Antibody and Product Development
Samuel K.E GAN
SU Tran To Chinh Senior Post Doc Research Fellow
LUA Wai Heng Research Manager
CHAN Kwok Fong, LING Wei Li, CHOO Jun Keat, Bryan Research Officers
POH Jun Jie Laboratory Officer
WU Weiling Software Technician
Antibody & Product Development (APD) Lab Group was officially set up in Oct 2013. Working closely with other entities in and beyond A*STAR (including local SMEs), the interdisciplinary nature of streams spans across molecular cell biology, computer science, complexity sciences, biomolecular modelling, psychology, IoT, scientific phone apps, augmented reality, and psychology game development. The uniqueness of the lab is that it not only works in, but has also made reasonable achievements in the various multiple disciplines.

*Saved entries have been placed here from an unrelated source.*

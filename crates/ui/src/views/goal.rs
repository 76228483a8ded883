use dioxus::prelude::*;
use learnify_core::model::{GoalRamp, WeeklyGoal};

use crate::icons::{TRENDING_UP_ICON, TROPHY_ICON};
use crate::vm::{GoalGaugeVm, gauge_svg};

/// Weekly goal card. The gauge and its counter ramp from 0 to the goal
/// percentage once, when the card mounts.
#[component]
pub fn WeeklyGoalCard(goal: WeeklyGoal, trend_percent: i32) -> Element {
    let vm = GoalGaugeVm::new(goal, trend_percent);
    let target = vm.percentage;
    let displayed = use_signal(|| 0u8);

    use_future(move || {
        let mut displayed = displayed;
        async move {
            for value in GoalRamp::new(target) {
                displayed.set(value);
                if value == target {
                    break;
                }
                tokio::time::sleep(GoalRamp::frame_interval()).await;
            }
        }
    });

    let shown = displayed();
    let gauge = gauge_svg(shown);

    rsx! {
        section { class: "panel goal",
            div { class: "goal__header",
                div { class: "goal__title-row",
                    h3 { class: "goal__title", "Weekly Goal Progress" }
                    if vm.show_trophy {
                        span { class: "trophy animate-trophy-pop", dangerous_inner_html: TROPHY_ICON }
                    }
                }
                p { class: "goal__subtitle", "You're doing great, keep it up!" }
            }
            div { class: "goal__gauge",
                div { class: "goal__chart", dangerous_inner_html: "{gauge}" }
                div { class: "goal__readout",
                    span { class: "goal__percent", "{shown}%" }
                    span { class: "goal__cheer", "Way to Go!" }
                }
            }
            div { class: "goal__footer",
                div { class: "goal__trend",
                    "{vm.trend_label}"
                    if vm.trend_up {
                        span { class: "goal__trend-icon", dangerous_inner_html: TRENDING_UP_ICON }
                    }
                }
                div { class: "goal__studied", "{vm.studied_label}" }
            }
        }
    }
}
use learnify_core::model::ProgressItem;

#[derive(Clone, Debug, PartialEq, Eq)]
pub struct ProgressBarVm {
    pub subject: String,
    pub percent_label: String,
    pub fill_style: String,
    pub fill_class: String,
}

impl From<&ProgressItem> for ProgressBarVm {
    fn from(item: &ProgressItem) -> Self {
        let percentage = item.percentage();
        Self {
            subject: item.subject().to_string(),
            percent_label: format!("{percentage}%"),
            fill_style: format!("width: {percentage}%"),
            fill_class: format!("progress-fill {}", item.color()),
        }
    }
}

#[must_use]
pub fn map_progress_bars(items: &[ProgressItem]) -> Vec<ProgressBarVm> {
    items.iter().map(ProgressBarVm::from).collect()
}
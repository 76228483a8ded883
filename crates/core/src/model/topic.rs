use std::fmt;
use std::str::FromStr;

use thiserror::Error;

//
// ─── ERRORS ────────────────────────────────────────────────────────────────────
//

#[derive(Debug, Error, Clone, PartialEq, Eq)]
#[non_exhaustive]
pub enum TopicError {
    #[error("topic title cannot be empty")]
    EmptyTitle,

    #[error("unknown topic icon: {0}")]
    UnknownIcon(String),
}

//
// ─── ICON ──────────────────────────────────────────────────────────────────────
//

/// Symbolic reference to the glyph drawn on a topic card.
#[derive(Debug, Clone, Copy, PartialEq, Eq, Hash)]
pub enum TopicIcon {
    Math,
    Animal,
    Space,
    Story,
}

impl TopicIcon {
    #[must_use]
    pub const fn as_str(self) -> &'static str {
        match self {
            Self::Math => "math",
            Self::Animal => "animal",
            Self::Space => "space",
            Self::Story => "story",
        }
    }
}

impl fmt::Display for TopicIcon {
    fn fmt(&self, f: &mut fmt::Formatter<'_>) -> fmt::Result {
        f.write_str(self.as_str())
    }
}

impl FromStr for TopicIcon {
    type Err = TopicError;

    fn from_str(s: &str) -> Result<Self, Self::Err> {
        match s.trim().to_ascii_lowercase().as_str() {
            "math" => Ok(Self::Math),
            "animal" => Ok(Self::Animal),
            "space" => Ok(Self::Space),
            "story" => Ok(Self::Story),
            other => Err(TopicError::UnknownIcon(other.to_string())),
        }
    }
}

//
// ─── TOPIC ─────────────────────────────────────────────────────────────────────
//

/// A subject card shown on the dashboard.
///
/// The title doubles as the identity of the topic, so it is used as the
/// render key and must not be empty.
#[derive(Debug, Clone, PartialEq, Eq)]
pub struct Topic {
    title: String,
    description: String,
    icon: TopicIcon,
    color: String,
    dark_color: String,
}

impl Topic {
    /// # Errors
    ///
    /// Returns `TopicError::EmptyTitle` if the title is blank.
    pub fn new(
        title: impl Into<String>,
        description: impl Into<String>,
        icon: TopicIcon,
        color: impl Into<String>,
        dark_color: impl Into<String>,
    ) -> Result<Self, TopicError> {
        let title = title.into().trim().to_string();
        if title.is_empty() {
            return Err(TopicError::EmptyTitle);
        }

        Ok(Self {
            title,
            description: description.into(),
            icon,
            color: color.into(),
            dark_color: dark_color.into(),
        })
    }

    #[must_use]
    pub fn title(&self) -> &str {
        &self.title
    }

    #[must_use]
    pub fn description(&self) -> &str {
        &self.description
    }

    #[must_use]
    pub fn icon(&self) -> TopicIcon {
        self.icon
    }

    #[must_use]
    pub fn color(&self) -> &str {
        &self.color
    }

    #[must_use]
    pub fn dark_color(&self) -> &str {
        &self.dark_color
    }
}

//
// ─── TESTS ─────────────────────────────────────────────────────────────────────
//
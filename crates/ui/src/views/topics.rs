use dioxus::prelude::*;
use learnify_core::model::Topic;

use crate::vm::TopicCardVm;

#[component]
pub fn TopicGrid(topics: Vec<Topic>, on_select: Callback<Topic>) -> Element {
    rsx! {
        section { class: "topics",
            h2 { class: "section-title", "Featured Topics" }
            div { class: "topics__grid",
                {topics.into_iter().map(|topic| {
                    let card = TopicCardVm::from(&topic);
                    let key = card.title.clone();
                    rsx! {
                        TopicCard {
                            key: "{key}",
                            card,
                            on_select: move |()| on_select.call(topic.clone()),
                        }
                    }
                })}
            }
        }
    }
}

#[component]
pub fn TopicCard(card: TopicCardVm, on_select: EventHandler<()>) -> Element {
    rsx! {
        button {
            class: "topic-card",
            r#type: "button",
            onclick: move |_| on_select.call(()),
            div { class: "{card.badge_class}", dangerous_inner_html: "{card.icon_svg}" }
            h3 { class: "topic-card__title", "{card.title}" }
            p { class: "topic-card__description", "{card.description}" }
        }
    }
}
//! Built-in dashboard content used when no catalog file is supplied.

use crate::repository::{CatalogRecord, GoalRecord, ProfileRecord, ProgressRecord, TopicRecord};

fn topic(title: &str, description: &str, icon: &str, hue: &str) -> TopicRecord {
    TopicRecord {
        title: title.to_string(),
        description: description.to_string(),
        icon: icon.to_string(),
        color: format!("bg-{hue}-100 text-{hue}-600"),
        dark_color: format!("dark:bg-{hue}-900/50 dark:text-{hue}-400"),
    }
}

fn progress(subject: &str, percentage: u32, color: &str) -> ProgressRecord {
    ProgressRecord {
        subject: subject.to_string(),
        percentage,
        color: color.to_string(),
    }
}

/// The mock catalog the dashboard ships with.
#[must_use]
pub fn mock_catalog() -> CatalogRecord {
    CatalogRecord {
        profile: ProfileRecord {
            name: "Alex".to_string(),
            avatar_initials: "AV".to_string(),
        },
        topics: vec![
            topic("Fun with Math", "Count, add, and solve cool puzzles!", "math", "sky"),
            topic(
                "Animal Kingdom",
                "Discover amazing animals and their homes.",
                "animal",
                "amber",
            ),
            topic(
                "Space Adventure",
                "Travel to planets, stars, and galaxies.",
                "space",
                "indigo",
            ),
            topic(
                "Creative Stories",
                "Build your own worlds and characters.",
                "story",
                "rose",
            ),
        ],
        progress: vec![
            progress("Math Puzzles", 75, "bg-green-500"),
            progress("Reading Challenge", 60, "bg-blue-500"),
            progress("Science Facts", 40, "bg-yellow-500"),
        ],
        weekly_goal: GoalRecord {
            goal_minutes: 300,
            achieved_minutes: 240,
            trend_percent: 15,
        },
    }
}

Our academic successes have also allowed us to provide services to the local scientific community and beyond – see APD Services tab.
Since inception in 2013, APD lab has produced more than 60 publications (including research articles, books, technology disclosures, etc), all from our own research, where APD folks are first and/or corresponding authors. We have trained more than 60 interns from polytechnics and universities, graduated more than 20 final year degree project students, and developed more than 50 products (for our apps, see Figure 1). Our work has been highlighted in news and magazines world-wide over hundreds of times, including by Frost & Sullivan, Bloomberg, Yahoo Finance, etc. APD lab is also the home lab to the first and only specialized journal "Scientific Phone Apps and Mobile Devices" in the area of apps and IoT, as well as the neutral open-access student journal "APD Trove".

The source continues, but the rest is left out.